--- ENTRIES SHOWN ---

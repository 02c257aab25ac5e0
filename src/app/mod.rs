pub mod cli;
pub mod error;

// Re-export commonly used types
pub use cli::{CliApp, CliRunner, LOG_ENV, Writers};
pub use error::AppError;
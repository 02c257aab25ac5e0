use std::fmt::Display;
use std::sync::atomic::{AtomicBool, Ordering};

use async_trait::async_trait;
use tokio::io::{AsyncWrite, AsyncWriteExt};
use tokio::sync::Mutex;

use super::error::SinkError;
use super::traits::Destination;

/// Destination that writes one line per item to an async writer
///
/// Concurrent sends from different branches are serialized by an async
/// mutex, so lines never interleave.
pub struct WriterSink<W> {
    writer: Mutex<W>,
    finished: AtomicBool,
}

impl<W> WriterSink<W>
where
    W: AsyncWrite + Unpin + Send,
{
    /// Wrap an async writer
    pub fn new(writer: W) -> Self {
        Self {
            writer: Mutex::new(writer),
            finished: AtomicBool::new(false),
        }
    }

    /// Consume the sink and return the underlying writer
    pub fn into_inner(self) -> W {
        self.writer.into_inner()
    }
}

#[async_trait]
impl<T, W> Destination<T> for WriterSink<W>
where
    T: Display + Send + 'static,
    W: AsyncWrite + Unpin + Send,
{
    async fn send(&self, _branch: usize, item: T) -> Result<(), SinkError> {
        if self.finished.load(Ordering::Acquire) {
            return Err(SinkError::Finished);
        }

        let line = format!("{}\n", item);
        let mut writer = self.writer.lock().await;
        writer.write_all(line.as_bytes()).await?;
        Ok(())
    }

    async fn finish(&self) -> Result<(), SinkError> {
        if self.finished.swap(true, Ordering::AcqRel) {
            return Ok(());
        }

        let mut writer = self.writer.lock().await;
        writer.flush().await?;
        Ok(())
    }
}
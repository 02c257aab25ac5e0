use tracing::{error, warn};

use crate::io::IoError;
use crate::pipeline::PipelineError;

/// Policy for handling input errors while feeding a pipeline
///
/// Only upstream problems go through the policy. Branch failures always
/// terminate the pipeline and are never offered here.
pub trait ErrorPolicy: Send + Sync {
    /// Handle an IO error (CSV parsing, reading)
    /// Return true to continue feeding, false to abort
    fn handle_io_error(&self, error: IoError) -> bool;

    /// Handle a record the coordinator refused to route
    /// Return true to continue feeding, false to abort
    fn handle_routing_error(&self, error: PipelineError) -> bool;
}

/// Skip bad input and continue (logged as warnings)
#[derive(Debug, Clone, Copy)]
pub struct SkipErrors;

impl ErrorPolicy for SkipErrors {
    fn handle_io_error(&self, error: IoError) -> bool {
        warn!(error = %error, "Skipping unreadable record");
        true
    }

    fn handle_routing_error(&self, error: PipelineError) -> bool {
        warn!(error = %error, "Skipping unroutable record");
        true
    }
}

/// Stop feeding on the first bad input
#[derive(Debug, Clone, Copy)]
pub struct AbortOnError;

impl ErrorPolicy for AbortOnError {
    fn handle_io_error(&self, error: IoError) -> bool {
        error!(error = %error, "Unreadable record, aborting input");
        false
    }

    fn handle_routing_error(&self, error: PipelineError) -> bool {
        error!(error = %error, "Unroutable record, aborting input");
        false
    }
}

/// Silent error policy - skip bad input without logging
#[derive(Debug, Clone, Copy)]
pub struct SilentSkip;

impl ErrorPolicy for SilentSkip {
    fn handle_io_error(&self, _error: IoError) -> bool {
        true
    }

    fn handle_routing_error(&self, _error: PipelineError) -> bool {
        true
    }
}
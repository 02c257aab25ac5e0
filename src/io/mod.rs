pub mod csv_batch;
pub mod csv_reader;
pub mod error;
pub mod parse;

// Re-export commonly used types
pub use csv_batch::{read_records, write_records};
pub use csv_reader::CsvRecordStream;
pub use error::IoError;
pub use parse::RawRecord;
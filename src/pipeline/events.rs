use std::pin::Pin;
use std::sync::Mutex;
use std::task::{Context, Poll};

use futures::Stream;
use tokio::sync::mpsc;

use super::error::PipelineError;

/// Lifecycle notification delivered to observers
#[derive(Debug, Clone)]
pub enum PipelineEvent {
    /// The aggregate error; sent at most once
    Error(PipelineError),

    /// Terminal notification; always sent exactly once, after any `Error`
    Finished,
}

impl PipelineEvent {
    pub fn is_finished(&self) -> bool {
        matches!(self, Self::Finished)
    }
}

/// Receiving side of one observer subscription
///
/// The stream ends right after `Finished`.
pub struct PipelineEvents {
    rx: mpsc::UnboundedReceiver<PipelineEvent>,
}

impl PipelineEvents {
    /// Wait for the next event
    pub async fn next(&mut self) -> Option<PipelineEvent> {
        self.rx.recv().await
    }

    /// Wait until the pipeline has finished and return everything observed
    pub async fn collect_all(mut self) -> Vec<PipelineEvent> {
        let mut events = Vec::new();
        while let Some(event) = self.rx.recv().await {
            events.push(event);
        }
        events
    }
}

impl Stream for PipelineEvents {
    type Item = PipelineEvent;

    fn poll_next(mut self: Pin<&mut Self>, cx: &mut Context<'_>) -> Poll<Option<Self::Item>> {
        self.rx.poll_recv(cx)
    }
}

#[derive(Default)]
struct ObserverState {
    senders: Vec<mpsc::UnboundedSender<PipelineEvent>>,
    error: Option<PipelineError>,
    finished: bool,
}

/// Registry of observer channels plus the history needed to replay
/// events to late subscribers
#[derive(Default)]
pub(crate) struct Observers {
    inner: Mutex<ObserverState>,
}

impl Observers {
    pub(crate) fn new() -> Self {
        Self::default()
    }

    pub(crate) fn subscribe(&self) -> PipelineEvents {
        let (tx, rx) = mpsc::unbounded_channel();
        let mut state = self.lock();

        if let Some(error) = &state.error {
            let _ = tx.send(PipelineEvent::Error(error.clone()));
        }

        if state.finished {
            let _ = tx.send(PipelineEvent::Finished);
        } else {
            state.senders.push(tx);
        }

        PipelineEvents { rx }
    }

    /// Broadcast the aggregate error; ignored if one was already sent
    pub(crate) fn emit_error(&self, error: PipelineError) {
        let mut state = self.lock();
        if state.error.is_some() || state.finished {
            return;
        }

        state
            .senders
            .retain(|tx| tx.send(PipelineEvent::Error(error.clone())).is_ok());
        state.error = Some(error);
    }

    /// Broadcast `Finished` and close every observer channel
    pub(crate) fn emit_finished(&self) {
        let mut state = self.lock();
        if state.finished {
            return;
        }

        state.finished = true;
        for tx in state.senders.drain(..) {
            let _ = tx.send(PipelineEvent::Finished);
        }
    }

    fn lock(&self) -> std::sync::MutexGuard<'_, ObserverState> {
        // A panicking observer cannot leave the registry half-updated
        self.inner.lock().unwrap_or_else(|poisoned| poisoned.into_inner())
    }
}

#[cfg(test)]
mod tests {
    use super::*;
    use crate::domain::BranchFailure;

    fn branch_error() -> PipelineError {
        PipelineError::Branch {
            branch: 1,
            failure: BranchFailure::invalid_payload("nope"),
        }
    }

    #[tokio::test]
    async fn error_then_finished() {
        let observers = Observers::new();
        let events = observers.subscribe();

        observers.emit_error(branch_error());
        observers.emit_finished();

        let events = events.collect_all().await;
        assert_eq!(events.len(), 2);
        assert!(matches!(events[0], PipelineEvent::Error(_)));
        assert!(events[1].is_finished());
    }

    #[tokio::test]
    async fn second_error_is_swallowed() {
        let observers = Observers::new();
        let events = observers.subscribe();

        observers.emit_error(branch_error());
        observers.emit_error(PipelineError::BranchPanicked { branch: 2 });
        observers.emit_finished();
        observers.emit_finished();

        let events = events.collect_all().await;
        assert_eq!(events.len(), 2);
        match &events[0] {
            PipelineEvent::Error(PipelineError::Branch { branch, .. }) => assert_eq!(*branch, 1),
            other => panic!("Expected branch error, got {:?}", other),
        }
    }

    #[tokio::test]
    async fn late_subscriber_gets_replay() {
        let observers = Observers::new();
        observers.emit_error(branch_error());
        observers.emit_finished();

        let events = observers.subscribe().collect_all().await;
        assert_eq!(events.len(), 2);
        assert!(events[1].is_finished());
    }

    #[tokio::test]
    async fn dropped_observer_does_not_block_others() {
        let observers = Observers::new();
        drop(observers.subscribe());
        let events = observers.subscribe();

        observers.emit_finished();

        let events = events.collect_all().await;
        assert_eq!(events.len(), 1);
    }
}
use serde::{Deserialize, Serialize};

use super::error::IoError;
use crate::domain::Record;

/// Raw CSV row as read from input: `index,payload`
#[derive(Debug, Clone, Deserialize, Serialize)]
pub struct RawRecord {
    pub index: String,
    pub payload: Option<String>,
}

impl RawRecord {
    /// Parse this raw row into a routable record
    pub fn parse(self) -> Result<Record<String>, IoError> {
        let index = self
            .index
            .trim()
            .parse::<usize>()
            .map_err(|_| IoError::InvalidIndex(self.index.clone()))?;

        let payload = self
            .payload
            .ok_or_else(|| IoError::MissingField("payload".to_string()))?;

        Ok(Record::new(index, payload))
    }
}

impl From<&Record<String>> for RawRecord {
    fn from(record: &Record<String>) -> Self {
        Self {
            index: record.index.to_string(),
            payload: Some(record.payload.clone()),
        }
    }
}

---

Pull out all lines in the data above that include "once".

EXERCISE ANSWER ->
    /// The aggregate error; sent at most once
    /// Terminal notification; always sent exactly once, after any `Error`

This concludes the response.